El tercer partido se jugó diez días más tarde, el 27 de junio, en un país neutral, México. El Salvador ganó 3 a 2 y avanzó a la final contra Haití. En el estadio Azteca no hubo incidentes pero la situación ya era incontrolable. La guerra comenzó casi 20 días después, el 14 de julio. Había denuncias de violaciones a ambos lados de la frontera y que la policía hondureña no cuidaba a los salvadoreños que debían volver a su país. La junta militar que gobernaba El Salvador invadió Honduras y bombardeó el aeropuerto de Tegucigalpa.

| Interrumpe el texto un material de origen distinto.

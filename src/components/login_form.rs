//! Login Form Component
//!
//! Mock sign-in against the configured demo credentials.

use leptos::prelude::*;

use dashboard_core::{Credentials, LoginError, LoginField, Route};

use crate::context::{use_config, use_navigator, use_session, use_toasts};

#[component]
pub fn LoginForm() -> impl IntoView {
    let config = use_config();
    let session = use_session();
    let navigator = use_navigator();
    let toasts = use_toasts();

    let (username, set_username) = signal(String::new());
    let (password, set_password) = signal(String::new());
    let (show_password, set_show_password) = signal(false);
    // Length-check failure, shown under its field
    let (invalid, set_invalid) = signal::<Option<(LoginField, String)>>(None);

    let submit = move |ev: web_sys::SubmitEvent| {
        ev.prevent_default();
        let credentials = Credentials::new(username.get(), password.get());
        set_invalid.set(None);

        match session.login(&credentials) {
            Ok(()) => {
                toasts.show("Logged in successfully");
                navigator.navigate(Route::Overview);
            }
            Err(LoginError::Invalid { field, reason }) => {
                set_invalid.set(Some((field, format!("{} {}", field, reason))));
            }
            Err(e @ LoginError::Mismatch) => {
                log::info!("login rejected for {}", credentials.username);
                toasts.show(e.to_string());
            }
        }
    };

    let message_for = move |field: LoginField| {
        move || {
            invalid.get().and_then(|(f, message)| (f == field).then(|| view! { <p class="field-error">{message}</p> }))
        }
    };

    view! {
        <div class="card login-card">
            <h1>"Login"</h1>
            <p class="muted">"Sign in to your account to continue"</p>
            <form class="login-form" on:submit=submit>
                <label>
                    "Username"
                    <input
                        type="text"
                        placeholder="Enter your username"
                        prop:value=move || username.get()
                        on:input=move |ev| set_username.set(event_target_value(&ev))
                    />
                </label>
                {message_for(LoginField::Username)}
                <label>
                    "Password"
                    <div class="password-row">
                        <input
                            type=move || if show_password.get() { "text" } else { "password" }
                            placeholder="Enter your password"
                            prop:value=move || password.get()
                            on:input=move |ev| set_password.set(event_target_value(&ev))
                        />
                        <button
                            type="button"
                            class="btn-ghost"
                            aria-label=move || if show_password.get() { "Hide password" } else { "Show password" }
                            on:click=move |_| set_show_password.update(|v| *v = !*v)
                        >
                            {move || if show_password.get() { "Hide" } else { "Show" }}
                        </button>
                    </div>
                </label>
                {message_for(LoginField::Password)}
                <button type="submit" class="btn btn-primary">"Sign in"</button>
            </form>
            <div class="demo-credentials">
                <h3>"Demo Credentials"</h3>
                <div>"Username: " <code>{config.demo_credentials.username.clone()}</code></div>
                <div>"Password: " <code>{config.demo_credentials.password.clone()}</code></div>
            </div>
        </div>
    }
}
//! Stat Card Component

use leptos::prelude::*;

/// Titled number on the overview page
#[component]
pub fn StatCard(
    #[prop(into)] title: String,
    #[prop(into)] value: Signal<String>,
    #[prop(into, optional)] hint: Option<String>,
) -> impl IntoView {
    view! {
        <div class="card stat-card">
            <div class="stat-title">{title}</div>
            <div class="stat-value">{move || value.get()}</div>
            {hint.map(|hint| view! { <div class="stat-hint">{hint}</div> })}
        </div>
    }
}
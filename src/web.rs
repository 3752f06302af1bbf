//! Browser Helpers
//!
//! localStorage, location hash and `JsValue` error conversion.

use std::cmp::Ordering;

use dashboard_core::FlagStorage;
use wasm_bindgen::{JsCast, JsValue};

/// Readable message out of a thrown JS value
pub fn js_error(value: JsValue) -> String {
    if let Some(error) = value.dyn_ref::<js_sys::Error>() {
        return String::from(error.message());
    }
    value.as_string().unwrap_or_else(|| format!("{:?}", value))
}

fn window() -> Result<web_sys::Window, String> {
    web_sys::window().ok_or_else(|| "no window".to_string())
}

fn local_storage() -> Result<web_sys::Storage, String> {
    window()?
        .local_storage()
        .map_err(js_error)?
        .ok_or_else(|| "localStorage unavailable".to_string())
}

/// `window.localStorage`, resolved on every call
#[derive(Debug, Clone, Copy, Default)]
pub struct BrowserStorage;

impl FlagStorage for BrowserStorage {
    fn get_item(&self, key: &str) -> Result<Option<String>, String> {
        local_storage()?.get_item(key).map_err(js_error)
    }

    fn set_item(&self, key: &str, value: &str) -> Result<(), String> {
        local_storage()?.set_item(key, value).map_err(js_error)
    }

    fn remove_item(&self, key: &str) -> Result<(), String> {
        local_storage()?.remove_item(key).map_err(js_error)
    }
}

/// String order of the browser's default locale (`String.prototype.localeCompare`)
#[cfg(target_arch = "wasm32")]
pub fn collate(a: &str, b: &str) -> Ordering {
    js_sys::JsString::from(a)
        .locale_compare(b, &js_sys::Array::new(), &js_sys::Object::new())
        .cmp(&0)
}

/// Outside the browser, the ICU-root approximation from the core crate
#[cfg(not(target_arch = "wasm32"))]
pub fn collate(a: &str, b: &str) -> Ordering {
    dashboard_core::locale_compare(a, b)
}

/// `#/dashboard/users` -> `/dashboard/users`; empty hash -> `/`
pub fn path_from_hash(hash: &str) -> &str {
    let path = hash.trim_start_matches('#');
    if path.is_empty() {
        "/"
    } else {
        path
    }
}

/// Path encoded in the current location hash
pub fn current_path() -> String {
    let hash = window()
        .and_then(|w| w.location().hash().map_err(js_error))
        .unwrap_or_default();
    path_from_hash(&hash).to_string()
}

/// Navigate, adding a history entry
pub fn push_path(path: &str) {
    let result = window().and_then(|w| w.location().set_hash(path).map_err(js_error));
    if let Err(e) = result {
        log::warn!("failed to navigate to {}: {}", path, e);
    }
}

/// Navigate, replacing the current history entry
pub fn replace_path(path: &str) {
    let result = window().and_then(|w| w.location().replace(&format!("#{}", path)).map_err(js_error));
    if let Err(e) = result {
        log::warn!("failed to redirect to {}: {}", path, e);
    }
}
use leptos::prelude::*;

use dashboard_core::models::ProjectStatus;

#[component]
pub fn StatusBadge(status: ProjectStatus) -> impl IntoView {
    view! { <span class=status.badge_class()>{status.label()}</span> }
}
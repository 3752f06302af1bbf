//! Project Fields Component
//!
//! Name, description and status inputs shared by the create dialog and the
//! edit drawer.

use leptos::prelude::*;

use dashboard_core::models::{ProjectDraft, ProjectStatus};

#[component]
pub fn ProjectFields(
    #[prop(into)] value: Signal<ProjectDraft>,
    #[prop(into)] on_change: Callback<ProjectDraft>,
) -> impl IntoView {
    let edit = move |apply: fn(&mut ProjectDraft, String)| {
        move |ev: web_sys::Event| {
            let mut draft = value.get_untracked();
            apply(&mut draft, event_target_value(&ev));
            on_change.run(draft);
        }
    };

    view! {
        <label>
            "Name"
            <input
                type="text"
                placeholder="Enter project name"
                prop:value=move || value.with(|d| d.name.clone())
                on:input=edit(|d, v| d.name = v)
            />
        </label>
        <label>
            "Description"
            <textarea
                rows=3
                placeholder="Enter project description"
                prop:value=move || value.with(|d| d.description.clone())
                on:input=edit(|d, v| d.description = v)
            />
        </label>
        <label>
            "Status"
            <StatusSelect
                value=Signal::derive(move || value.with(|d| d.status))
                on_change=Callback::new(move |status: ProjectStatus| {
                    let mut draft = value.get_untracked();
                    draft.status = status;
                    on_change.run(draft);
                })
            />
        </label>
    }
}

/// `<select>` over every project status
#[component]
pub fn StatusSelect(
    #[prop(into)] value: Signal<ProjectStatus>,
    #[prop(into)] on_change: Callback<ProjectStatus>,
) -> impl IntoView {
    view! {
        <select
            prop:value=move || value.get().as_str()
            on:change=move |ev| on_change.run(ProjectStatus::from_value(&event_target_value(&ev)))
        >
            {ProjectStatus::ALL.into_iter().map(|status| view! {
                <option value=status.as_str() selected=move || value.get() == status>
                    {status.label()}
                </option>
            }).collect_view()}
        </select>
    }
}
//! Console Logger
//!
//! `log` facade backend for WASM frontends. Each record becomes one line on the
//! matching browser console method (`console.error`, `console.warn`, ...).
//! Off the browser (native tests) lines go to stderr instead.

use log::{Level, LevelFilter, Log, Metadata, Record};

struct ConsoleLogger;

static LOGGER: ConsoleLogger = ConsoleLogger;

/// Install the logger and set the max level. Calling it again only changes the level.
pub fn init(level: LevelFilter) {
    if log::set_logger(&LOGGER).is_err() {
        log::debug!("console logger already installed");
    }
    log::set_max_level(level);
}

/// `12:30:05.123 INFO  [target] message`
pub fn format_line(timestamp: &str, level: Level, target: &str, message: &std::fmt::Arguments<'_>) -> String {
    format!("{} {:<5} [{}] {}", timestamp, level, target, message)
}

impl Log for ConsoleLogger {
    fn enabled(&self, metadata: &Metadata) -> bool {
        metadata.level() <= log::max_level()
    }

    fn log(&self, record: &Record) {
        if !self.enabled(record.metadata()) {
            return;
        }
        let timestamp = chrono::Local::now().format("%H:%M:%S%.3f").to_string();
        let line = format_line(&timestamp, record.level(), record.target(), record.args());
        write_line(record.level(), &line);
    }

    fn flush(&self) {}
}

#[cfg(target_arch = "wasm32")]
fn write_line(level: Level, line: &str) {
    let value = wasm_bindgen::JsValue::from_str(line);
    match level {
        Level::Error => web_sys::console::error_1(&value),
        Level::Warn => web_sys::console::warn_1(&value),
        Level::Info => web_sys::console::info_1(&value),
        Level::Debug | Level::Trace => web_sys::console::debug_1(&value),
    }
}

#[cfg(not(target_arch = "wasm32"))]
fn write_line(_level: Level, line: &str) {
    eprintln!("{}", line);
}

#[cfg(test)]
mod tests {
    use super::*;

    #[test]
    fn test_format_line() {
        let line = format_line("09:15:00.042", Level::Warn, "dashboard::api", &format_args!("GET {} failed", "/users"));
        assert_eq!(line, "09:15:00.042 WARN  [dashboard::api] GET /users failed");
    }

    #[test]
    fn test_init_twice_keeps_last_level() {
        init(LevelFilter::Info);
        init(LevelFilter::Warn);
        assert_eq!(log::max_level(), LevelFilter::Warn);
        assert!(!LOGGER.enabled(&Metadata::builder().level(Level::Info).build()));
        assert!(LOGGER.enabled(&Metadata::builder().level(Level::Error).build()));
    }
}
//! User Edit Modal Component
//!
//! Full-form editor over the modal buffer of the users page. Shown while the
//! edit session is in modal mode.

use leptos::prelude::*;
use reactive_stores::Store;

use dashboard_core::models::UserDraft;

use crate::store::{log_rejected, store_mutate, UsersPageState, UsersPageStateStoreFields};

#[component]
pub fn UserEditModal(store: Store<UsersPageState>) -> impl IntoView {
    let is_open = move || store.edit().read().modal_id().is_some();

    let field = move |get: fn(&UserDraft) -> String| {
        move || store.edit().read().draft().map(get).unwrap_or_default()
    };
    let set_field = move |set: fn(&mut UserDraft, String)| {
        move |ev: web_sys::Event| {
            let value = event_target_value(&ev);
            store.edit().write().update_draft(|d| set(d, value));
        }
    };

    let save = move |_| {
        log_rejected("save user", store_mutate(store, |s| s.commit_edit()));
    };
    let cancel = move || store.edit().write().cancel();

    view! {
        <Show when=is_open>
            <div class="modal-backdrop" on:click=move |_| cancel()>
                <div class="modal" on:click=|ev| ev.stop_propagation()>
                    <h3>"Edit User"</h3>
                    <p class="muted">"Make changes to the user information below."</p>
                    <label>
                        "Name"
                        <input
                            type="text"
                            placeholder="Enter name"
                            prop:value=field(|d| d.name.clone())
                            on:input=set_field(|d, v| d.name = v)
                        />
                    </label>
                    <label>
                        "Email"
                        <input
                            type="email"
                            placeholder="Enter email"
                            prop:value=field(|d| d.email.clone())
                            on:input=set_field(|d, v| d.email = v)
                        />
                    </label>
                    <label>
                        "Company"
                        <input
                            type="text"
                            placeholder="Enter company name"
                            prop:value=field(|d| d.company.clone())
                            on:input=set_field(|d, v| d.company = v)
                        />
                    </label>
                    <div class="modal-actions">
                        <button class="btn" on:click=move |_| cancel()>"Cancel"</button>
                        <button class="btn btn-primary" on:click=save>"Save Changes"</button>
                    </div>
                </div>
            </div>
        </Show>
    }
}
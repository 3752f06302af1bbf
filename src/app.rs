//! Admin Dashboard App
//!
//! Root component: provides context, keeps the hash route in sync, runs the
//! route guard and picks the page.

use leptos::ev;
use leptos::prelude::*;

use dashboard_core::{guard, Guarded, Route};

use crate::components::{Sidebar, Toaster};
use crate::config::AppConfig;
use crate::context::{Navigator, SessionContext, Toasts};
use crate::pages::{LandingPage, LoginPage, OverviewPage, ProjectsPage, UsersPage};

#[component]
pub fn App(config: AppConfig) -> impl IntoView {
    let session = SessionContext::new(&config);
    let navigator = Navigator::new(session);
    let toasts = Toasts::new(&config);
    let session_key = config.session_key.clone();

    // Provide context to all children
    provide_context(config);
    provide_context(session);
    provide_context(navigator);
    provide_context(toasts);

    // Back/forward and hand-edited URLs
    let _hashchange = window_event_listener(ev::hashchange, move |_| navigator.sync_from_location());

    // Login or logout in another tab
    let _storage = window_event_listener(ev::storage, move |event| {
        if event.key().map_or(true, |key| key == session_key) {
            session.refresh();
        }
    });

    let guarded = Memo::new(move |_| guard(navigator.requested.get(), session.authenticated.get()));

    // Apply guard redirects
    Effect::new(move |_| {
        if let Guarded::Redirect(target) = guarded.get() {
            log::debug!("guard: {} -> {}", navigator.requested.get_untracked(), target);
            navigator.redirect(target);
        }
    });

    let route = Memo::new(move |_| guarded.get().route());
    let in_dashboard = Memo::new(move |_| route.get().is_protected());

    view! {
        {move || {
            if in_dashboard.get() {
                view! { <DashboardLayout route=route /> }.into_any()
            } else if route.get() == Route::Login {
                view! { <LoginPage /> }.into_any()
            } else {
                view! { <LandingPage /> }.into_any()
            }
        }}
        <Toaster />
    }
}

/// Sidebar plus the active dashboard page
#[component]
fn DashboardLayout(route: Memo<Route>) -> impl IntoView {
    view! {
        <div class="dashboard-layout">
            <Sidebar active=route />
            <main class="content">
                {move || match route.get() {
                    Route::Users => view! { <UsersPage /> }.into_any(),
                    Route::Projects => view! { <ProjectsPage /> }.into_any(),
                    _ => view! { <OverviewPage /> }.into_any(),
                }}
            </main>
        </div>
    }
}
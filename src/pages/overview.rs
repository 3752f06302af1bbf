//! Overview Page
//!
//! Stat cards and charts derived from users, posts and todos.

use leptos::prelude::*;
use leptos::task::spawn_local;

use dashboard_core::{format_rate, Overview};

use super::view_lifetime;
use crate::api;
use crate::components::{ActivityLineChart, PostsBarChart, StatCard};
use crate::context::use_config;

#[component]
pub fn OverviewPage() -> impl IntoView {
    let config = use_config();
    let lifetime = view_lifetime();
    // None while loading
    let (overview, set_overview) = signal::<Option<Overview>>(None);

    spawn_local(async move {
        let result = api::load_overview_sources(&config).await;
        let applied = lifetime.run(|| {
            let derived = match result {
                Ok((users, posts, todos)) => {
                    log::info!(
                        "overview loaded: {} users, {} posts, {} todos",
                        users.len(),
                        posts.len(),
                        todos.len()
                    );
                    Overview::derive(&users, &posts, &todos, config.chart_limits)
                }
                Err(e) => {
                    log::warn!("failed to load overview: {}", e);
                    Overview::default()
                }
            };
            set_overview.set(Some(derived));
        });
        if applied.is_none() {
            log::debug!("overview response arrived after the page was left");
        }
    });

    let stat = move |f: fn(&Overview) -> String| {
        Signal::derive(move || overview.with(|o| o.as_ref().map(f).unwrap_or_default()))
    };

    view! {
        <section class="page">
            <header class="page-header">
                <h1>"Dashboard Overview"</h1>
                <p class="muted">"Welcome back! Here's what's happening with your data."</p>
            </header>
            <Show
                when=move || overview.with(Option::is_some)
                fallback=|| view! {
                    <div class="loading">
                        <div class="spinner"></div>
                        <p class="muted">"Loading dashboard..."</p>
                    </div>
                }
            >
                <div class="stat-grid">
                    <StatCard title="Total Users" value=stat(|o| o.stats.users.to_string()) />
                    <StatCard title="Total Posts" value=stat(|o| o.stats.posts.to_string()) />
                    <StatCard title="Total Todos" value=stat(|o| o.stats.todos.to_string()) />
                    <StatCard
                        title="Completion Rate"
                        value=stat(|o| format_rate(o.completion_rate()))
                        hint="of todos completed"
                    />
                </div>
                <div class="chart-grid">
                    <ActivityLineChart data=Signal::derive(move || {
                        overview.with(|o| o.as_ref().map(|o| o.activity.clone()).unwrap_or_default())
                    }) />
                    <PostsBarChart data=Signal::derive(move || {
                        overview.with(|o| o.as_ref().map(|o| o.posts_by_user.clone()).unwrap_or_default())
                    }) />
                </div>
            </Show>
        </section>
    }
}
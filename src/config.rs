//! Application Configuration
//!
//! Compile-time defaults, provided once via context. There is no config file.

use dashboard_core::{ChartLimits, Credentials, DEFAULT_SESSION_KEY};
use log::LevelFilter;

#[derive(Debug, Clone)]
pub struct AppConfig {
    /// Base URL of the demo REST API (no trailing slash)
    pub api_base: String,
    /// The only pair the mock login accepts
    pub demo_credentials: Credentials,
    /// localStorage key holding the session flag
    pub session_key: String,
    /// How long the landing spinner shows before redirecting
    pub splash_delay_ms: u32,
    /// How long a toast stays on screen
    pub toast_duration_ms: u32,
    pub chart_limits: ChartLimits,
    pub log_level: LevelFilter,
}

impl Default for AppConfig {
    fn default() -> Self {
        Self {
            api_base: "https://jsonplaceholder.typicode.com".to_string(),
            demo_credentials: Credentials::new("admin", "password"),
            session_key: DEFAULT_SESSION_KEY.to_string(),
            splash_delay_ms: 1000,
            toast_duration_ms: 3000,
            chart_limits: ChartLimits::default(),
            log_level: if cfg!(debug_assertions) { LevelFilter::Debug } else { LevelFilter::Info },
        }
    }
}

impl AppConfig {
    /// Full URL of an API collection, e.g. `endpoint("users")`
    pub fn endpoint(&self, collection: &str) -> String {
        format!("{}/{}", self.api_base.trim_end_matches('/'), collection)
    }
}

#[cfg(test)]
mod tests {
    use super::*;

    #[test]
    fn test_endpoint_joins_without_double_slash() {
        let mut config = AppConfig::default();
        assert_eq!(config.endpoint("users"), "https://jsonplaceholder.typicode.com/users");
        config.api_base = "http://localhost:3000/".to_string();
        assert_eq!(config.endpoint("todos"), "http://localhost:3000/todos");
    }
}
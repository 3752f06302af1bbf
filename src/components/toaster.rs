//! Toaster Component
//!
//! Renders the toast queue from context.

use leptos::prelude::*;

use crate::context::use_toasts;

#[component]
pub fn Toaster() -> impl IntoView {
    let toasts = use_toasts();

    view! {
        <div class="toaster">
            <For
                each=move || toasts.items.get()
                key=|toast| toast.id
                children=move |toast| {
                    let id = toast.id;
                    view! {
                        <div class="toast" on:click=move |_| toasts.dismiss(id)>
                            {toast.message}
                        </div>
                    }
                }
            />
        </div>
    }
}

 Lo curioso, o no tanto según lo que Domoslawski opinaría sobre su maestro, es que Kapuscinski no sólo omitió el tercer partido en su relato, sino que (sobre todo) prescindió de las indisimulables tensiones que ya preexistían en las fronteras. En un pestañeo, “La guerra del fútbol” pasa del infierno que la selección de Honduras había vivido en San Salvador al bombardeo salvadoreño en Tegucigalpa. La crónica no informa que desde el segundo partido, el más violento, hasta el comienzo de la guerra, había transcurrido un mes. La recriminación de su biógrafo, la de “experimentos literarios peligrosos para el periodismo”, puede calzar aquí, en este desfasaje de fechas y en la omisión del contexto.

La mal llamada guerra del fútbol duró 100 horas y terminó el 18 de julio. Dos meses después, El Salvador debió jugar con Haití para definir la clasificación a México 70. “Como los haitianos llevaban un brujo a sus partidos, nosotros pedimos una contraparte: otro brujo. Nuestro técnico, el argentino Gregorio Núñez, no creía en eso, y cuando vio al brujo salvadoreño tirar polvitos en las porterías, le pegó una trompada con tanta mala suerte que lo echaron del estadio. Nos dirigió el auxiliar, pero igual ganamos 1 a 0”.

Las relate o no el maestro Kapuscinski, las fronteras entre la realidad y la ficción siempre son difusas, y más en el fútbol.